Stockage de la chaleur, jusqu’à quelle profondeur ?

Les premières estimations issues des rosettes « bathysondes » révèlent que l’océan sous 2 000 mètres de profondeur permettrait d’assurer 10 à 15 % de cet emmagasinement, et que c’est l’océan austral qui accuserait jusqu’à présent le plus fort réchauffement. Mais de fortes incertitudes persistent encore, car le coût de ces mesures profondes par bateau les rend relativement rares et plutôt dispersées. Seuls les flotteurs Deep Argo pourront donner accès à une cartographie géographiquement détaillée et temporellement continue des températures de l’eau en dessous de la barre des 2 000 mètres, et permettre aux scientifiques de dresser des bilans de chaleur globaux et régionaux adéquats.

Accumulation de la chaleur excédentaire d’origine anthropique dans les différents compartiments du système climatique terrestre de 1960 à 2018. La mesure de la chaleur accumulée par l’océan profond (en bleu foncé) accuse de grandes incertitudes, car elle repose depuis les années 1990 sur l’échantillonnage éparse des bathysondes. C’est pourquoi il devient urgent de l’explorer plus en détail grâce aux flotteurs Deep Argo. Schuckmann et coll., 2021, Fourni par l’auteur

Dans le bassin du Brésil, par exemple, une flottille de 35 flotteurs profileurs Deep Argo déployée par une équipe américaine a déjà permis de quantifier avec précision un réchauffement abyssal en cours, possiblement induit par un ralentissement de l’apport d’eau froide d’origine australe vers cette région. Pouvoir expliquer de tels changements de température dans les abysses, en dissociant notamment les causes anthropiques et les mouvements naturels de l’océan, est un défi majeur auquel Deep Argo contribuera fortement.

Cartographier les autoroutes des abysses

Deep Argo vise également à caractériser la circulation océanique à grande échelle grâce à leurs trajectoires de dérives à 2 000 mètres ou 3 000 mètres de profondeur, ou encore grâce à leurs mesures de température et salinité.

Cela permettra de mieux comprendre ce qu’il advient de la chaleur stockée en appréhendant, entre autres, le transport et la circulation des deux grandes masses d’eau qui tapissent les grands bassins océaniques : l’eau profonde nord-atlantique, formée autour du Groenland, et l’eau antarctique de fond, formée sur les plateaux continentaux de l’Antarctique. Toutes les deux participent au grand « tapis-roulant » des courants océaniques, engendré en partie par les différentes densités de l’eau de mer. Cette circulation océanique, dite « thermohaline », joue un rôle actif dans la régulation climatique en reliant la surface – et donc l’atmosphère – et les grandes profondeurs, et en redistribuant lentement des propriétés clefs, comme la chaleur, l’oxygène ou le carbone, sur des milliers de kilomètres.

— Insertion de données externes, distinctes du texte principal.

// audiotag
// Copyright (c) 2026 The audiotag developers.
//
// This Source Code Form is subject to the terms of the Mozilla Public
// License, v. 2.0. If a copy of the MPL was not distributed with this
// file, You can obtain one at https://mozilla.org/MPL/2.0/.

//! Streaming file reader and writer, scoped to an open file descriptor.
//!
//! These wrap [`std::fs::File`] rather than reading whole files into memory, since a chaptered
//! audiobook (`.m4b`/`.aax`) can run into the hundreds of megabytes and most of that is audio
//! payload the codecs never need to inspect.

use std::fs::{File, OpenOptions};
use std::io::{Read as _, Seek as _, SeekFrom, Write as _};
use std::path::{Path, PathBuf};

use crate::errors::{AudioTagError, Result, StreamError};

pub const MIN_BUFFER_SIZE: usize = 4 * 1024;
pub const MAX_BUFFER_SIZE: usize = 1024 * 1024;
pub const DEFAULT_BUFFER_SIZE: usize = 64 * 1024;

fn validate_buffer_size(size: usize) -> Result<()> {
    if size < MIN_BUFFER_SIZE || size > MAX_BUFFER_SIZE {
        return Err(AudioTagError::Stream(StreamError::InvalidBufferSize(size)));
    }
    Ok(())
}

/// A scoped read handle over an existing file.
pub struct FileReader {
    file: File,
    path: PathBuf,
    size: u64,
}

impl FileReader {
    pub fn open(path: impl AsRef<Path>) -> Result<Self> {
        let path = path.as_ref().to_path_buf();
        if !path.exists() {
            return Err(AudioTagError::Stream(StreamError::FileNotFound(path)));
        }
        let file = File::open(&path).map_err(|_| AudioTagError::Stream(StreamError::CannotOpen(path.clone())))?;
        let size = file
            .metadata()
            .map_err(|e| AudioTagError::Stream(StreamError::ReadFailed(e)))?
            .len();
        Ok(FileReader { file, path, size })
    }

    pub fn path(&self) -> &Path {
        &self.path
    }

    pub fn size(&self) -> u64 {
        self.size
    }

    /// Reads exactly `count` bytes starting at `at`.
    pub fn read(&mut self, at: u64, count: u64) -> Result<Vec<u8>> {
        if at + count > self.size {
            return Err(AudioTagError::Stream(StreamError::OutOfBounds { offset: at + count, size: self.size }));
        }
        self.file
            .seek(SeekFrom::Start(at))
            .map_err(|e| AudioTagError::Stream(StreamError::ReadFailed(e)))?;
        let mut buf = vec![0u8; count as usize];
        self.file
            .read_exact(&mut buf)
            .map_err(|e| AudioTagError::Stream(StreamError::ReadFailed(e)))?;
        Ok(buf)
    }

    /// Reads from `from` to the end of the file.
    pub fn read_to_end(&mut self, from: u64) -> Result<Vec<u8>> {
        if from > self.size {
            return Err(AudioTagError::Stream(StreamError::OutOfBounds { offset: from, size: self.size }));
        }
        self.read(from, self.size - from)
    }

    /// Reads `count` bytes starting at `from` in fixed-size chunks, invoking `callback` with
    /// `(chunk, bytes_read_so_far, total)` after each chunk.
    pub fn read_chunked<F>(&mut self, from: u64, count: u64, buffer_size: usize, mut callback: F) -> Result<()>
    where
        F: FnMut(&[u8], u64, u64) -> Result<()>,
    {
        validate_buffer_size(buffer_size)?;
        if from + count > self.size {
            return Err(AudioTagError::Stream(StreamError::OutOfBounds { offset: from + count, size: self.size }));
        }

        self.file
            .seek(SeekFrom::Start(from))
            .map_err(|e| AudioTagError::Stream(StreamError::ReadFailed(e)))?;

        let mut remaining = count;
        let mut read_so_far = 0u64;
        let mut buf = vec![0u8; buffer_size];

        while remaining > 0 {
            let this_chunk = remaining.min(buffer_size as u64) as usize;
            self.file
                .read_exact(&mut buf[..this_chunk])
                .map_err(|e| AudioTagError::Stream(StreamError::ReadFailed(e)))?;
            read_so_far += this_chunk as u64;
            remaining -= this_chunk as u64;
            callback(&buf[..this_chunk], read_so_far, count)?;
        }
        Ok(())
    }
}

/// A scoped write handle over an existing or newly created file.
pub struct FileWriter {
    file: File,
    path: PathBuf,
}

impl FileWriter {
    pub fn create(path: impl AsRef<Path>) -> Result<Self> {
        let path = path.as_ref().to_path_buf();
        let file = OpenOptions::new()
            .write(true)
            .create(true)
            .truncate(false)
            .open(&path)
            .map_err(|_| AudioTagError::Stream(StreamError::CannotOpen(path.clone())))?;
        Ok(FileWriter { file, path })
    }

    pub fn path(&self) -> &Path {
        &self.path
    }

    pub fn append(&mut self, bytes: &[u8]) -> Result<()> {
        self.file
            .seek(SeekFrom::End(0))
            .map_err(|e| AudioTagError::Stream(StreamError::WriteFailed(e)))?;
        self.file
            .write_all(bytes)
            .map_err(|e| AudioTagError::Stream(StreamError::WriteFailed(e)))
    }

    pub fn write(&mut self, bytes: &[u8], at: u64) -> Result<()> {
        self.file
            .seek(SeekFrom::Start(at))
            .map_err(|e| AudioTagError::Stream(StreamError::WriteFailed(e)))?;
        self.file
            .write_all(bytes)
            .map_err(|e| AudioTagError::Stream(StreamError::WriteFailed(e)))
    }

    pub fn truncate(&mut self, length: u64) -> Result<()> {
        self.file
            .set_len(length)
            .map_err(|e| AudioTagError::Stream(StreamError::WriteFailed(e)))
    }

    /// Flushes and `fsync`s the file so the write is durable before any sidecar swap.
    pub fn synchronize(&mut self) -> Result<()> {
        self.file
            .flush()
            .map_err(|e| AudioTagError::Stream(StreamError::WriteFailed(e)))?;
        self.file
            .sync_all()
            .map_err(|e| AudioTagError::Stream(StreamError::WriteFailed(e)))
    }

    /// Streams `count` bytes from `from_reader` starting at `offset` into this writer's current
    /// append position, without buffering the whole payload in memory.
    pub fn copy_chunked(&mut self, from_reader: &mut FileReader, offset: u64, count: u64, buffer_size: usize) -> Result<()> {
        validate_buffer_size(buffer_size)?;
        from_reader.read_chunked(offset, count, buffer_size, |chunk, _, _| self.append(chunk))
    }
}

impl Drop for FileWriter {
    fn drop(&mut self) {
        let _ = self.file.flush();
    }
}

#[cfg(test)]
mod tests {
    use super::*;
    use std::io::Write as _;

    fn temp_file_with(bytes: &[u8]) -> tempfile::NamedTempFile {
        let mut f = tempfile::NamedTempFile::new().unwrap();
        f.write_all(bytes).unwrap();
        f.flush().unwrap();
        f
    }

    #[test]
    fn reads_exact_range() {
        let tmp = temp_file_with(b"0123456789");
        let mut reader = FileReader::open(tmp.path()).unwrap();
        assert_eq!(reader.read(2, 3).unwrap(), b"234");
    }

    #[test]
    fn out_of_bounds_read_fails() {
        let tmp = temp_file_with(b"01234");
        let mut reader = FileReader::open(tmp.path()).unwrap();
        assert!(reader.read(3, 10).is_err());
    }

    #[test]
    fn rejects_buffer_size_outside_bounds() {
        let tmp = temp_file_with(&vec![0u8; 1024]);
        let mut reader = FileReader::open(tmp.path()).unwrap();
        assert!(reader.read_chunked(0, 10, 1, |_, _, _| Ok(())).is_err());
    }

    #[test]
    fn read_chunked_visits_every_byte() {
        let data = vec![7u8; 200_000];
        let tmp = temp_file_with(&data);
        let mut reader = FileReader::open(tmp.path()).unwrap();
        let mut total = 0u64;
        reader
            .read_chunked(0, data.len() as u64, MIN_BUFFER_SIZE, |chunk, read_so_far, total_expected| {
                total += chunk.len() as u64;
                assert_eq!(read_so_far, total);
                assert_eq!(total_expected, data.len() as u64);
                Ok(())
            })
            .unwrap();
        assert_eq!(total, data.len() as u64);
    }
}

La simple trajectoire d’un flotteur Deep Argo peut déjà briser certains préjugés, en révélant des routes océaniques profondes encore insoupçonnées. Un des flotteurs profileurs Deep Argo déployés par l’Ifremer entre 2015 et 2017 dans la zone de fracture de Charlie Gibbs en Atlantique Nord a par exemple rejoint directement la pente continentale de Terre-Neuve au Canada, au lieu d’emprunter une route plus « classique », en direction de l’Islande et du Groenland.

À plus long terme, quand le réseau de flotteurs profileurs Deep Argo aura atteint une couverture globale, homogène et pérenne, une carte de la circulation profonde pourrait enfin voir le jour, comme celle issue des flotteurs de première génération dérivant à 1 000 mètres de profondeur, ou issue des données altimétriques satellitaires pour la couche de surface.

Cela représenterait une source d’information et de validation colossale pour les modélisateurs de l’océan et du climat, qui peinent encore à représenter numériquement les courants abyssaux et les processus dynamiques complexes qui les gouvernent.

Schéma simplifié de la circulation thermohaline. Lynn D. Talley, Oceanography, vol. 26, no. 1, 2013, Fourni par l’auteur

Deep Argo pour mieux prévoir « l’océan qu’il fera »

Le programme devrait aussi enrichir le monde de la modélisation de l’océan et du climat. Les mesures permettront en effet d’améliorer le réalisme des simulations de l’océanographie opérationnelle, afin de prédire « l’océan qu’il fera » d’une saison à l’autre ou d’une année à l’autre.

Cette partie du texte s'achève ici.